Locate the line that contains "narrow this further." in the entries below, then repeat it and every following line through the line that contains "pub fn set_sample_rate(&mut", exactly, and no others.

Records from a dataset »
▬▬▬▬▬▬

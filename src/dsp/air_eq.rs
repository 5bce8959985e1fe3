//! Air Equalizer
//!
//! Same one-pole split topology as the tilt EQ, but with an adjustable corner
//! in the 4-16 kHz range and gain applied to the high band only. Used on the
//! side channel to open up or damp the top octave without touching the mono
//! core of the mix.

use crate::dsp::utils::{db_to_lin, one_pole_alpha};

const MIN_FREQ_HZ: f32 = 4000.0;
const MAX_FREQ_HZ: f32 = 16000.0;
// Component-level gain bound; call sites narrow this further.
const MAX_GAIN_DB: f32 = 12.0;
const DEFAULT_SAMPLE_RATE: f32 = 44100.0;

#[derive(Clone, Copy, Debug)]
pub struct AirEq {
    alpha: f32,
    low: f32,
    high_gain: f32,
    freq_hz: f32,
    sample_rate: f32,
}

impl Default for AirEq {
    fn default() -> Self {
        Self::new(DEFAULT_SAMPLE_RATE)
    }
}

impl AirEq {
    pub fn new(sample_rate: f32) -> Self {
        let mut eq = Self {
            alpha: 0.0,
            low: 0.0,
            high_gain: 1.0,
            freq_hz: 10000.0,
            sample_rate: if sample_rate > 0.0 {
                sample_rate
            } else {
                DEFAULT_SAMPLE_RATE
            },
        };
        eq.set_freq_and_gain(eq.freq_hz, 0.0);
        eq
    }

    pub fn set_sample_rate(&mut self, sample_rate: f32) {
        if sample_rate > 0.0 {
            self.sample_rate = sample_rate;
            self.alpha = one_pole_alpha(self.freq_hz, self.sample_rate);
        }
    }

    /// Corner clamps to 4-16 kHz, gain to +/-12 dB.
    pub fn set_freq_and_gain(&mut self, freq_hz: f32, gain_db: f32) {
        self.freq_hz = freq_hz.clamp(MIN_FREQ_HZ, MAX_FREQ_HZ);
        self.alpha = one_pole_alpha(self.freq_hz, self.sample_rate);
        self.high_gain = db_to_lin(gain_db.clamp(-MAX_GAIN_DB, MAX_GAIN_DB));
    }

    pub fn reset(&mut self) {
        self.low = 0.0;
    }

    #[inline]
    pub fn process_sample(&mut self, x: f32) -> f32 {
        self.low += self.alpha * (x - self.low);
        let low = self.low;
        let high = x - low;
        low + high * self.high_gain
    }
}

#[cfg(test)]
mod tests {
    use super::*;

    #[test]
    fn zero_gain_is_identity() {
        let mut eq = AirEq::new(48000.0);
        eq.set_freq_and_gain(10000.0, 0.0);
        for i in 0..64 {
            let x = ((i as f32) * 0.9).sin();
            assert!((eq.process_sample(x) - x).abs() < 1e-6);
        }
    }

    #[test]
    fn corner_clamps_to_musical_range() {
        let mut eq = AirEq::new(48000.0);
        eq.set_freq_and_gain(100.0, 3.0);
        assert_eq!(eq.freq_hz, MIN_FREQ_HZ);
        eq.set_freq_and_gain(40000.0, 3.0);
        assert_eq!(eq.freq_hz, MAX_FREQ_HZ);
    }

    #[test]
    fn boost_leaves_dc_untouched() {
        let mut eq = AirEq::new(48000.0);
        eq.set_freq_and_gain(8000.0, 6.0);
        let mut y = 0.0;
        for _ in 0..48000 {
            y = eq.process_sample(0.5);
        }
        // DC sits fully in the low band, which the air gain never touches.
        assert!((y - 0.5).abs() < 1e-3);
    }

    #[test]
    fn boost_raises_first_sample_of_a_step() {
        // The very first sample of a step is nearly all "high" energy.
        let mut flat = AirEq::new(48000.0);
        flat.set_freq_and_gain(8000.0, 0.0);
        let mut boosted = AirEq::new(48000.0);
        boosted.set_freq_and_gain(8000.0, 6.0);
        assert!(boosted.process_sample(1.0) > flat.process_sample(1.0));
    }
}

▬▬▬▬▬▬

TASK RESPONSE »
// Component-level gain bound; call sites narrow this further.
const MAX_GAIN_DB: f32 = 12.0;
const DEFAULT_SAMPLE_RATE: f32 = 44100.0;

#[derive(Clone, Copy, Debug)]
pub struct AirEq {
    alpha: f32,
    low: f32,
    high_gain: f32,
    freq_hz: f32,
    sample_rate: f32,
}

impl Default for AirEq {
    fn default() -> Self {
        Self::new(DEFAULT_SAMPLE_RATE)
    }
}

impl AirEq {
    pub fn new(sample_rate: f32) -> Self {
        let mut eq = Self {
            alpha: 0.0,
            low: 0.0,
            high_gain: 1.0,
            freq_hz: 10000.0,
            sample_rate: if sample_rate > 0.0 {
                sample_rate
            } else {
                DEFAULT_SAMPLE_RATE
            },
        };
        eq.set_freq_and_gain(eq.freq_hz, 0.0);
        eq
    }

    pub fn set_sample_rate(&mut self, sample_rate: f32) {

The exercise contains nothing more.